Hampir 200 ekonom dan pemimpin teknologi telah menandatangani pernyataan yang memperingatkan risiko yang ditimbulkan oleh AI jika dibiarkan ‘tidak terkendali’ di tahun-tahun mendatang. Banyak pakar di dunia yang khawatir bahwa AI sudah mencapai tahap di mana ia terlalu kuat dan perlu diarahkan ke arah yang lebih berfokus pada manusia.
Pernyataan bertajuk “Kita Harus Bertindak Sekarang” ini disusun oleh ekonom Erik Brynjolfsson, Ajay Agrawal, Anton Korinek, dan Tom Cunningham dan ditandatangani oleh sejumlah orang yang dekat dengan isu tersebut.
Ini termasuk beberapa peraih Nobel, kepala ekonom Open AI dan Anthropic, Jack Clark, salah satu pendiri Anthropic, Eric Schmidt, mantan CEO Google dan pakar dari Universitas Cambridge, Stanford, Harvard dan Oxford, dan masih banyak lagi.
Itu kata pernyataan itu“AI mungkin akan menjadi jauh lebih kuat dalam 10 tahun ke depan.
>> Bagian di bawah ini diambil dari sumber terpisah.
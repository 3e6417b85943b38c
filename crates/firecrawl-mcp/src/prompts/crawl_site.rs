//! Prompt: crawl_site — Guide for crawling a site and polling the job.

use serde_json::Value;

use crate::types::{McpError, McpResult, PromptGetResult, PromptMessage};

pub fn expand(args: Value) -> McpResult<PromptGetResult> {
    let url = args
        .get("url")
        .and_then(Value::as_str)
        .ok_or_else(|| McpError::InvalidParams("'url' argument is required".to_string()))?;

    let limit = args
        .get("limit")
        .and_then(|v| v.as_u64().or_else(|| v.as_str().and_then(|s| s.parse().ok())))
        .unwrap_or(10);

    let text = format!(
        "Crawl the site starting at {url}, visiting at most {limit} pages.\n\n\
         Please:\n\
         1. Call start_crawl with url {url} and limit {limit}\n\
         2. Poll check_crawl_status with the returned job_id until the status is \
         completed, failed or cancelled\n\
         3. Do not poll more than once every few seconds\n\
         4. When completed, summarize each page in the returned data\n\
         5. If the crawl is no longer needed, stop it with cancel_crawl"
    );

    Ok(PromptGetResult {
        description: Some("Guide for crawling a site".to_string()),
        messages: vec![PromptMessage::user(text)],
    })
}
#[cfg(test)]
mod tests {
    use super::*;
    use serde_json::json;

    #[test]
    fn test_remote_status_mapping() {
        assert_eq!(JobState::from_remote("scraping"), Some(JobState::Running));
        assert_eq!(JobState::from_remote("processing"), Some(JobState::Running));
        assert_eq!(JobState::from_remote("Completed"), Some(JobState::Completed));
        assert_eq!(JobState::from_remote("queued"), Some(JobState::Pending));
        assert_eq!(JobState::from_remote("cancelled"), Some(JobState::Cancelled));
        assert_eq!(JobState::from_remote("exploded"), None);
        assert_eq!(JobState::from_remote("done"), None);
        assert_eq!(JobState::from_remote("canceled"), None);
    }

    #[test]
    fn test_state_never_regresses() {
        assert!(JobState::Running.can_follow(JobState::Pending));
        assert!(JobState::Running.can_follow(JobState::Running));
        assert!(JobState::Completed.can_follow(JobState::Running));
        assert!(!JobState::Pending.can_follow(JobState::Running));
        assert!(!JobState::Running.can_follow(JobState::Completed));
        assert!(!JobState::Failed.can_follow(JobState::Completed));
    }

    #[test]
    fn test_terminal_states() {
        assert!(!JobState::Pending.is_terminal());
        assert!(!JobState::Running.is_terminal());
        assert!(JobState::Completed.is_terminal());
        assert!(JobState::Failed.is_terminal());
        assert!(JobState::Cancelled.is_terminal());
    }

    #[test]
    fn test_job_id_rejects_path_segments() {
        assert!(JobId::<Crawl>::parse("job_123").is_ok());
        assert!(JobId::<Crawl>::parse("").is_err());
        assert!(JobId::<Crawl>::parse("../scrape").is_err());
        assert!(JobId::<Extract>::parse("a b").is_err());
    }

    #[test]
    fn test_job_handle_serializes_id_as_string() {
        let handle = JobHandle {
            id: JobId::<BatchScrape>::parse("job_123").unwrap(),
            status_url: None,
        };
        assert_eq!(serde_json::to_value(&handle).unwrap(), json!({ "id": "job_123" }));
    }

    #[test]
    fn test_documents_keyed_by_source_url() {
        let docs = documents_by_url(json!([
            { "markdown": "a", "metadata": { "sourceURL": "https://a.com" } },
            { "markdown": "b", "metadata": { "url": "https://b.com" } },
            { "markdown": "c" }
        ]));
        assert_eq!(docs.len(), 3);
        assert_eq!(docs["https://a.com"]["markdown"], "a");
        assert_eq!(docs["https://b.com"]["markdown"], "b");
        assert!(docs.contains_key("#2"));
    }

    #[test]
    fn test_payload_only_when_completed() {
        let id = JobId::<Crawl>::parse("c1").unwrap();
        let running: StatusResponse = serde_json::from_value(json!({
            "status": "scraping",
            "total": 10,
            "completed": 3,
            "data": [{ "metadata": { "sourceURL": "https://a.com" } }]
        }))
        .unwrap();
        let status = running.into_status(&id, true).unwrap();
        assert_eq!(status.state, JobState::Running);
        assert!(status.payload.is_none());

        let done: StatusResponse = serde_json::from_value(json!({
            "status": "completed",
            "expiresAt": "2026-01-01T00:00:00Z",
            "data": [{ "metadata": { "sourceURL": "https://a.com" } }]
        }))
        .unwrap();
        let status = done.into_status(&id, true).unwrap();
        assert_eq!(status.state, JobState::Completed);
        assert_eq!(status.payload.map(|p| p.len()), Some(1));
        assert!(status.expires_at.is_some());
    }

    #[test]
    fn test_scrape_format_wire_names() {
        let opts = ScrapeOptions {
            formats: vec![ScrapeFormat::Markdown, ScrapeFormat::RawHtml, ScrapeFormat::ScreenshotFullPage],
            only_main_content: Some(true),
            ..Default::default()
        };
        assert_eq!(
            serde_json::to_value(&opts).unwrap(),
            json!({
                "formats": ["markdown", "rawHtml", "screenshot@fullPage"],
                "onlyMainContent": true
            })
        );
    }
}
//! Prompt: scrape_page — Guide for reading a single page.

use serde_json::Value;

use crate::types::{McpError, McpResult, PromptGetResult, PromptMessage};

pub fn expand(args: Value) -> McpResult<PromptGetResult> {
    let url = args
        .get("url")
        .and_then(Value::as_str)
        .ok_or_else(|| McpError::InvalidParams("'url' argument is required".to_string()))?;

    let focus = args
        .get("focus")
        .and_then(Value::as_str)
        .map(|f| format!("\nFocus on: {f}\n"))
        .unwrap_or_default();

    let text = format!(
        "Read the page at {url}.\n{focus}\n\
         Please:\n\
         1. Use scrape_url with formats [\"markdown\"] and onlyMainContent true\n\
         2. If the content looks truncated, retry with a waitFor of 2000\n\
         3. Summarize the page and quote the relevant sections"
    );

    Ok(PromptGetResult {
        description: Some("Guide for scraping and summarizing a page".to_string()),
        messages: vec![PromptMessage::user(text)],
    })
}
Hal ini dapat mendorong transformasi perekonomian kita yang belum pernah terjadi sebelumnya, lebih besar dari Revolusi Industri, namun berlangsung dalam jangka waktu yang jauh lebih singkat. Hal ini dapat membawa risiko, termasuk perpindahan pekerjaan dalam skala besar, serta peluang seperti peningkatan besar dalam standar hidup.
“Para ekonom, pembuat kebijakan, dan pemimpin teknologi harus bertindak sekarang untuk memahami manfaat ekonomi dari AI yang transformatif dan untuk membangun insentif, batasan, dan institusi yang diperlukan untuk mengarahkan AI ke arah yang melengkapi manusia dan bermanfaat bagi masyarakat.”
Pernyataan ini mencerminkan kondisi di mana semakin banyak orang yang khawatir akan potensi AI dalam menghilangkan lapangan kerja, berdampak pada perekonomian, dan memengaruhi cara kita menjalani hidup.
Pada awal Juli, Microsoft mengumumkan pihaknya memberhentikan 4.800 orang, termasuk 3.200 orang dari divisi game Xbox, karena perusahaan tersebut bertujuan untuk memangkas biaya dan meratakan struktur organisasinya sebagai respons terhadap AI dan lanskap yang berubah.
Pada bulan Juni, penelitian baru dari Grup Konsultasi Boston (BCG), menemukan bahwa bagi banyak organisasi, AI secara mendasar mengubah sifat pekerjaan, kepemimpinan, dan cara karyawan menikmati tempat kerja. Meskipun ada elemen positif dalam penelitian ini, banyak kontributor juga menemukan peningkatan ‘beban kognitif’, sehingga menciptakan paradoks’ di mana AI membuat pekerjaan menjadi lebih baik dan lebih sulit secara bersamaan.